Imagine if a PSF/Agency like the one I just described suddenly opened shop in your town. What if it were courting your clients? What if it had more talent than you could hire in a lifetime? What if they were a lot cheaper than you are?

What if, although advertising were only one of their revenue streams, their work still blew yours away?

What would you do?

What if they cut your revenue in half inside of two years? What would you do to stay alive?

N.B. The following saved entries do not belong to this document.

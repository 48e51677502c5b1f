// SPDX-FileCopyrightText: 2026 The flexradio-rs Authors
//
// SPDX-License-Identifier: MIT OR Apache-2.0
/*!
The data-channel demultiplexer: a single producer (the session, feeding
decoded [`crate::vita::VitaPacket`]s off the data transport) fanned out
to per-entity [`crate::controllers`] via narrow **scopes**. See §4.5 of
the design spec.

A scope is a `(VitaKind, filter)` pair. Controllers lazily attach a
scope on first subscription and detach it when the last listener is
gone, so an idle entity costs nothing on every inbound packet beyond a
kind check.
*/

use crate::vita::{TaggedPayload, VitaPacket};
use std::sync::atomic::{AtomicU64, Ordering};
use std::sync::{Arc, Mutex};

/// The coarse kind of an inbound packet, used as the first-level
/// dispatch key before a scope's filter runs. Mirrors
/// [`crate::vita::TaggedPayload`]'s variants.
#[derive(Copy, Clone, Eq, PartialEq, Hash, Debug)]
pub enum VitaKind {
    /// [`TaggedPayload::MeterSamples`].
    Meter,
    /// [`TaggedPayload::PanadapterBins`].
    Panadapter,
    /// [`TaggedPayload::WaterfallLine`].
    Waterfall,
    /// [`TaggedPayload::CompressedAudio`].
    CompressedAudio,
    /// [`TaggedPayload::DaxAudioFrame`].
    DaxAudio,
    /// [`TaggedPayload::DaxIqFrame`].
    DaxIq,
    /// [`TaggedPayload::DiscoveryBeacon`].
    Discovery,
    /// [`TaggedPayload::FftFrame`].
    Fft,
    /// [`TaggedPayload::Unknown`].
    Unknown,
}

impl VitaKind {
    fn of(payload: &TaggedPayload) -> VitaKind {
        match payload {
            TaggedPayload::MeterSamples(_) => VitaKind::Meter,
            TaggedPayload::PanadapterBins(_) => VitaKind::Panadapter,
            TaggedPayload::WaterfallLine(_) => VitaKind::Waterfall,
            TaggedPayload::CompressedAudio(_) => VitaKind::CompressedAudio,
            TaggedPayload::DaxAudioFrame(_) => VitaKind::DaxAudio,
            TaggedPayload::DaxIqFrame(_) => VitaKind::DaxIq,
            TaggedPayload::DiscoveryBeacon(_) => VitaKind::Discovery,
            TaggedPayload::FftFrame(_) => VitaKind::Fft,
            TaggedPayload::Unknown(_) => VitaKind::Unknown,
        }
    }
}

type Filter = Box<dyn Fn(&VitaPacket) -> bool + Send + Sync>;
type Listener = Box<dyn Fn(&VitaPacket) + Send + Sync>;

struct ScopeEntry {
    id: u64,
    kind: VitaKind,
    filter: Filter,
    listener: Listener,
}

type SharedScopeEntry = Arc<ScopeEntry>;

/// A handle to one attached scope. Controllers hold this for as long
/// as they have at least one listener; dropping the last listener
/// should be paired with [`DataDemux::detach`] so the scope's refcount
/// reaches zero and the entry is actually removed (see §4.5, §5:
/// "a scope with zero listeners detaches its parent subscription").
#[derive(Copy, Clone, Eq, PartialEq, Debug)]
pub struct Scope(u64);

struct RefcountedScope {
    scope: Scope,
    refcount: usize,
}

/// The data-channel demultiplexer. Owned by the session; see
/// [`crate::session::Session`].
#[derive(Default)]
pub struct DataDemux {
    entries: Mutex<Vec<SharedScopeEntry>>,
    refcounts: Mutex<Vec<RefcountedScope>>,
    next_id: AtomicU64,
}

impl DataDemux {
    /// Builds an empty demux.
    pub fn new() -> DataDemux {
        DataDemux::default()
    }

    /// Attaches a new scope: `listener` is invoked for every inbound
    /// packet of `kind` for which `filter` returns true. Returns a
    /// [`Scope`] handle with a refcount of 1; call
    /// [`DataDemux::add_ref`] for additional listeners sharing the
    /// same scope, and [`DataDemux::detach`] once per listener removed.
    pub fn attach(
        &self,
        kind: VitaKind,
        filter: impl Fn(&VitaPacket) -> bool + Send + Sync + 'static,
        listener: impl Fn(&VitaPacket) + Send + Sync + 'static,
    ) -> Scope {
        let id = self.next_id.fetch_add(1, Ordering::Relaxed);
        let scope = Scope(id);
        self.entries.lock().unwrap().push(Arc::new(ScopeEntry { id, kind, filter: Box::new(filter), listener: Box::new(listener) }));
        self.refcounts.lock().unwrap().push(RefcountedScope { scope, refcount: 1 });
        scope
    }

    /// Increments a scope's listener refcount, e.g. when a second
    /// caller subscribes to data already covered by an existing scope.
    pub fn add_ref(&self, scope: Scope) {
        if let Some(entry) = self.refcounts.lock().unwrap().iter_mut().find(|e| e.scope == scope) {
            entry.refcount += 1;
        }
    }

    /// Decrements a scope's listener refcount; once it reaches zero the
    /// scope is detached (removed from dispatch) within this call — no
    /// separate tick is needed (testable property 7 in the design
    /// spec).
    pub fn detach(&self, scope: Scope) {
        let mut refcounts = self.refcounts.lock().unwrap();
        let Some(pos) = refcounts.iter().position(|e| e.scope == scope) else {
            return;
        };
        refcounts[pos].refcount = refcounts[pos].refcount.saturating_sub(1);
        if refcounts[pos].refcount == 0 {
            refcounts.remove(pos);
            self.entries.lock().unwrap().retain(|e| e.id != scope.0);
        }
    }

    /// The number of currently attached scopes (for diagnostics and
    /// tests; not part of the dispatch hot path).
    pub fn scope_count(&self) -> usize {
        self.refcounts.lock().unwrap().len()
    }

    /// Dispatches one inbound packet to every scope whose kind matches
    /// and whose filter accepts it. Called by the session's data-plane
    /// ingress task; this is the demux's only entrypoint driven off the
    /// wire.
    ///
    /// Takes a snapshot of the matching entries and releases the lock
    /// before invoking any listener: a listener that synchronously
    /// drops its own [`crate::controllers`] subscription (calling
    /// [`DataDemux::detach`] in turn) would otherwise re-enter the same
    /// non-reentrant `Mutex` and deadlock.
    pub fn dispatch(&self, packet: &VitaPacket) {
        let kind = VitaKind::of(packet.payload());
        let snapshot: Vec<SharedScopeEntry> = self
            .entries
            .lock()
            .unwrap()
            .iter()
            .filter(|e| e.kind == kind)
            .cloned()
            .collect();
        for entry in &snapshot {
            if (entry.filter)(packet) {
                (entry.listener)(packet);
            }
        }
    }
}

/// A filter matching packets on a specific numeric stream id —
/// the common case for panadapter/waterfall/audio scopes (§4.5).
pub fn stream_id_filter(stream_id: u32) -> impl Fn(&VitaPacket) -> bool + Send + Sync + 'static {
    move |packet: &VitaPacket| packet.stream_id() == stream_id
}

/// A filter matching meter packets that carry a sample for `meter_id`
/// — the common case for a single [`crate::controllers::MeterController`]
/// attaching to the shared meter stream (§4.5).
pub fn meter_id_filter(meter_id: u16) -> impl Fn(&VitaPacket) -> bool + Send + Sync + 'static {
    move |packet: &VitaPacket| match packet.payload() {
        TaggedPayload::MeterSamples(samples) => samples.iter().any(|s| s.id == meter_id),
        _ => false,
    }
}
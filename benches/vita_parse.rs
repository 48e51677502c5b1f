// SPDX-FileCopyrightText: 2026 The flexradio-rs Authors
//
// SPDX-License-Identifier: MIT OR Apache-2.0

use criterion::{criterion_group, criterion_main, Criterion};
use std::hint::black_box;

use flexradio::vita::{self, ScratchBuffers};

fn meter_packet(count: usize) -> Vec<u8> {
    let mut buf = vec![0u8; 16];
    buf[0] = 0x08; // classIdPresent, no trailer
    buf[12..16].copy_from_slice(&0x0000_8002u32.to_be_bytes());
    for i in 0..count {
        buf.extend_from_slice(&(i as u16).to_be_bytes());
        buf.extend_from_slice(&((i as i16) - 64).to_be_bytes());
    }
    while buf.len() < 28 {
        buf.extend_from_slice(&[0xFF, 0xFF, 0x00, 0x00]);
    }
    let total_words = (buf.len() / 4) as u16;
    buf[2..4].copy_from_slice(&total_words.to_be_bytes());
    buf
}

fn panadapter_packet(bins: usize) -> Vec<u8> {
    let mut buf = vec![0u8; 16];
    buf[0] = 0x08;
    buf[12..16].copy_from_slice(&0x0000_8003u32.to_be_bytes());
    buf.extend_from_slice(&0u16.to_be_bytes()); // starting_bin
    buf.extend_from_slice(&(bins as u16).to_be_bytes()); // bins_in_frame
    buf.extend_from_slice(&2u16.to_be_bytes()); // bin_size
    buf.extend_from_slice(&(bins as u16).to_be_bytes()); // total_bins
    buf.extend_from_slice(&1u32.to_be_bytes()); // frame
    for i in 0..bins {
        buf.extend_from_slice(&((i % 4096) as u16).to_be_bytes());
    }
    while buf.len() < 28 {
        buf.extend_from_slice(&[0, 0, 0, 0]);
    }
    let total_words = (buf.len() / 4) as u16;
    buf[2..4].copy_from_slice(&total_words.to_be_bytes());
    buf
}

fn criterion_benchmark(c: &mut Criterion) {
    let meter = meter_packet(8);
    let pan = panadapter_packet(4096);

    c.bench_function("parse meter packet", |b| {
        let mut scratch = ScratchBuffers::default();
        b.iter(|| vita::parse(black_box(&meter), &mut scratch).unwrap())
    });

    c.bench_function("parse panadapter frame (4096 bins)", |b| {
        let mut scratch = ScratchBuffers::default();
        b.iter(|| vita::parse(black_box(&pan), &mut scratch).unwrap())
    });
}

criterion_group!(benches, criterion_benchmark);
criterion_main!(benches);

Advertise more? Lower your prices? Work for free?

Purple cows don’t have to shake their baby rattles to be noticed. They don’t have to put up billboards all over town. They don’t have to engage in price wars. All they have to do is be purple cows.

Pistachio cows.

Tangelo cows.

Here’s a fresh little bit of Set Godin insight:


“Ad agencies have been backed into a corner and mostly do rattling. It’s the
high-cost, high-profile, high-risk part of marketing, and the kind that
rarely works. What a shame that some of the smartest people in our field
aren’t allowed (by their clients and by their industry’s structure) to get
behind the scenes and change the product, the strategy and the approach
instead of just annoying more people with ever louder junk.”

Yesterday’s purple cows are today’s brown cows.

Tomorrow’s purple cows won’t look or feel or sound anything like you.

The question is, what are you doing about it?